From the records below, copy out each line that has the word "ImageUnavailable".
*** Recorded information ***
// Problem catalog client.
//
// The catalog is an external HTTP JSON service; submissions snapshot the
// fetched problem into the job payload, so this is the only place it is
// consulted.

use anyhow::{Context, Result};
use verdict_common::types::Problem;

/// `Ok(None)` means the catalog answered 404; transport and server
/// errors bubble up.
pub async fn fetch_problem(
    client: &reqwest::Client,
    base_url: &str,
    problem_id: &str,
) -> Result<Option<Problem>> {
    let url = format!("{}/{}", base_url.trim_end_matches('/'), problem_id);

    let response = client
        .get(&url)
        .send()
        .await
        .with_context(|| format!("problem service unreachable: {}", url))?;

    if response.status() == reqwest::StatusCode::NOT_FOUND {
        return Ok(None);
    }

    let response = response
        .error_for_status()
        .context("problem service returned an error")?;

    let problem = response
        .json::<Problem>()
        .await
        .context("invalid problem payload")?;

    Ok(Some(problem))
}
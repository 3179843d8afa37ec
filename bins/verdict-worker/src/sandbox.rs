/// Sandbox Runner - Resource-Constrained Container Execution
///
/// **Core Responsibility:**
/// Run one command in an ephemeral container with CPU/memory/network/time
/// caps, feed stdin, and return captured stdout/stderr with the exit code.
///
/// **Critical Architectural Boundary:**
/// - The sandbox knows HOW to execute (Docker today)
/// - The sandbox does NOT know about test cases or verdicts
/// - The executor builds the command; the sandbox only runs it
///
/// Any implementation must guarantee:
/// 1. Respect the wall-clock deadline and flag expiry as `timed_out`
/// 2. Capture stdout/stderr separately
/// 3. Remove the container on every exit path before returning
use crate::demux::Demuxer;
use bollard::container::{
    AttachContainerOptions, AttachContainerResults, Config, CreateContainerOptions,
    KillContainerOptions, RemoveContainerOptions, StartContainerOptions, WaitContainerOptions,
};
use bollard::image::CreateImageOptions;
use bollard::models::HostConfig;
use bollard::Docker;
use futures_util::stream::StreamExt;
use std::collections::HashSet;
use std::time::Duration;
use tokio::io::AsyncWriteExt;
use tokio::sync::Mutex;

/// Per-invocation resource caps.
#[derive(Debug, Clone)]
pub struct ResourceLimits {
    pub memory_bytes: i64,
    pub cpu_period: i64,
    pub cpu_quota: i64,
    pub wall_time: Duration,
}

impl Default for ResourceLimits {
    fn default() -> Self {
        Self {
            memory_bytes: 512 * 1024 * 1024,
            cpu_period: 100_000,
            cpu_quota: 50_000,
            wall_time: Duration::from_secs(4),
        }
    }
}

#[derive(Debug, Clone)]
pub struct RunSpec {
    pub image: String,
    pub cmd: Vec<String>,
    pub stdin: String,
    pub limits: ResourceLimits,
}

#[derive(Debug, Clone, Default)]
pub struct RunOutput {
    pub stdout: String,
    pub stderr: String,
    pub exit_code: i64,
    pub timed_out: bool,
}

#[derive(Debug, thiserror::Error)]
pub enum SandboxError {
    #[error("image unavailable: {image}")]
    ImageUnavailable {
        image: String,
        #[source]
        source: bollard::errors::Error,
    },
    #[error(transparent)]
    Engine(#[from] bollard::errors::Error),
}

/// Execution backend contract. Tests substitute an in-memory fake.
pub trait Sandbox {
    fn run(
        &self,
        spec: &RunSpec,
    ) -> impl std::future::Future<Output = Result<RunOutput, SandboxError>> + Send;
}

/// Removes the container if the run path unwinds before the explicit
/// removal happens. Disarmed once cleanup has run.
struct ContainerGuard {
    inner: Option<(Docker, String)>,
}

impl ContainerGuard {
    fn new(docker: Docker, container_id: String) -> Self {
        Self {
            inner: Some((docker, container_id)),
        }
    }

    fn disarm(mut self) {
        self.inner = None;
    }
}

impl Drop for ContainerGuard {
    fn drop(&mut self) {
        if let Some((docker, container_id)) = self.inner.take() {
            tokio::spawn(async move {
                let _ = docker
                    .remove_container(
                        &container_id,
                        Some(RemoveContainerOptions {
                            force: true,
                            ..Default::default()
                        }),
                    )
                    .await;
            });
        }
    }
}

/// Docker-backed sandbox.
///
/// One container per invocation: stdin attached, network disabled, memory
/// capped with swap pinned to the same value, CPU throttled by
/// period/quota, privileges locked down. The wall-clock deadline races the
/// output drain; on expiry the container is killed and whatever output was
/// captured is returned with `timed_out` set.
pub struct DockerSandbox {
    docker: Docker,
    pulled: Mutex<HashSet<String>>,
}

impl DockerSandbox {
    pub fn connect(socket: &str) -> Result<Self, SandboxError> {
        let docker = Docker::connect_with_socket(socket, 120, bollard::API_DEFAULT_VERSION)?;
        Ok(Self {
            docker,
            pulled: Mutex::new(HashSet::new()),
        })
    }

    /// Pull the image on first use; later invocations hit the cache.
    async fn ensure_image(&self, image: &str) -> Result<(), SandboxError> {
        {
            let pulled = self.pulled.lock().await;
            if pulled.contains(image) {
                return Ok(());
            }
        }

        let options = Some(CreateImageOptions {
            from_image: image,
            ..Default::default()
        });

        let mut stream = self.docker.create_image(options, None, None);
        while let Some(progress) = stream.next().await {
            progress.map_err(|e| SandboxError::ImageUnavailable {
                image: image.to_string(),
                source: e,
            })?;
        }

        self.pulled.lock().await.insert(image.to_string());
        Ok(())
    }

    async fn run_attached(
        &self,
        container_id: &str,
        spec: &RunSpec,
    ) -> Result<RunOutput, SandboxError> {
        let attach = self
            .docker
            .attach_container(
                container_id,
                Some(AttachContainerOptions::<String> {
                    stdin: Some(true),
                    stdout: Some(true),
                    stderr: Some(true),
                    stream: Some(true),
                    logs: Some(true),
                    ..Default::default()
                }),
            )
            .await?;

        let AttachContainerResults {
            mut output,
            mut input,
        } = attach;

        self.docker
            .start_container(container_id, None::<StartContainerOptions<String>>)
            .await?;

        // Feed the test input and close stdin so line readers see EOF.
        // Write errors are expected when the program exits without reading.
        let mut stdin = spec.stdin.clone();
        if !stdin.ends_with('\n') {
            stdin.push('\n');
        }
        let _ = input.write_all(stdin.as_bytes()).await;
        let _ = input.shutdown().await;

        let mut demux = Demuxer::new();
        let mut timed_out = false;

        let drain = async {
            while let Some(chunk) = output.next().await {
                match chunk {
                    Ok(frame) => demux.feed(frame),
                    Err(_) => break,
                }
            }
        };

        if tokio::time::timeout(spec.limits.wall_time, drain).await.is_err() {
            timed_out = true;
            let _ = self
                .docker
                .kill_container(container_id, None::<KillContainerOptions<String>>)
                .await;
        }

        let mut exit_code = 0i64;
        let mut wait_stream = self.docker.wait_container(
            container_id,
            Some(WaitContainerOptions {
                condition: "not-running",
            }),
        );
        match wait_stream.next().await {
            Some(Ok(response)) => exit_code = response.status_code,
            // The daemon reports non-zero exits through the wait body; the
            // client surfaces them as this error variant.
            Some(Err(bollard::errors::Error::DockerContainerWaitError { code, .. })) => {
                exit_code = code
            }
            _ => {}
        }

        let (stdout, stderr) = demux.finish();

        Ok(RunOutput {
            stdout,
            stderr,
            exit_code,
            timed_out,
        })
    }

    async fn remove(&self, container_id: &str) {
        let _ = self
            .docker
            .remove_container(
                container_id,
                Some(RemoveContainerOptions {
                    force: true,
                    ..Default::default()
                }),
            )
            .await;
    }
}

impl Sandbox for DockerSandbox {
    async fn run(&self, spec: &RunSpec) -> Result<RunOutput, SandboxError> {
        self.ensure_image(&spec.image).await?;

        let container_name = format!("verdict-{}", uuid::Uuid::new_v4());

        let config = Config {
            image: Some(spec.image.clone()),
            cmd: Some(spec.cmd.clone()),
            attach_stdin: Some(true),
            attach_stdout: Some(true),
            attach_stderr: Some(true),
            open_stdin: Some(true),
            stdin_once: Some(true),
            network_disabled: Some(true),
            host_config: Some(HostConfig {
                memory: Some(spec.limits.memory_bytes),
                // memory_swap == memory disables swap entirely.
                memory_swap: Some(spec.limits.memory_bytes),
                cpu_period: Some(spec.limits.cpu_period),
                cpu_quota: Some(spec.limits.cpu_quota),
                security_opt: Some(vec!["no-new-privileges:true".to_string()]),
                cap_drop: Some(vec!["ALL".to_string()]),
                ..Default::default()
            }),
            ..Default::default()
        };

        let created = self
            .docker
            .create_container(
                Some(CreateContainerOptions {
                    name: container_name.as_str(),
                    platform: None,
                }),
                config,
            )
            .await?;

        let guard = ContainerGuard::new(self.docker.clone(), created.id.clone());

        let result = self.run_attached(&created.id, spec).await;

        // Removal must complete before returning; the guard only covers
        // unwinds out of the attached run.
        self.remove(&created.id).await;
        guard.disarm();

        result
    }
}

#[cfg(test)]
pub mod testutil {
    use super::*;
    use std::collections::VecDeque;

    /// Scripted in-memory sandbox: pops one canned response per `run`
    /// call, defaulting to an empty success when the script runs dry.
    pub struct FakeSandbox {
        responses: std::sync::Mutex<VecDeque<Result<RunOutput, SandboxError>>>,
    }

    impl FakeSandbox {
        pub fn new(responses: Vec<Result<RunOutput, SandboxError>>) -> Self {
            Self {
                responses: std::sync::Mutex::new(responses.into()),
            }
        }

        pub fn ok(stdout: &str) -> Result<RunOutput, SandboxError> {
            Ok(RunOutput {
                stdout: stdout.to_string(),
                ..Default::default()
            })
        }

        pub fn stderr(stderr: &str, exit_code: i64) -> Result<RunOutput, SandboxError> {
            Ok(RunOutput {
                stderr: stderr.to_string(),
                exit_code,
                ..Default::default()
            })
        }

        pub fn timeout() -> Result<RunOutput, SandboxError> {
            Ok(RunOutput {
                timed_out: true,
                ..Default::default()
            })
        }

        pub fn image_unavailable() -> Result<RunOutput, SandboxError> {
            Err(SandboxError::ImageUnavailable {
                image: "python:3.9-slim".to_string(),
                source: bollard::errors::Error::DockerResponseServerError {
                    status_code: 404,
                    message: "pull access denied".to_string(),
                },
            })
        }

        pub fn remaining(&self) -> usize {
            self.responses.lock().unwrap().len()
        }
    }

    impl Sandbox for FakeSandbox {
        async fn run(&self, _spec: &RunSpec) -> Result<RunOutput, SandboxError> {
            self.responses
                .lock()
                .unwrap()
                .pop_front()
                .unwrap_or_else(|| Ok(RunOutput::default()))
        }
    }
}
*** End of Recorded information ***
Problem solution:
    ImageUnavailable {
            progress.map_err(|e| SandboxError::ImageUnavailable {
            Err(SandboxError::ImageUnavailable {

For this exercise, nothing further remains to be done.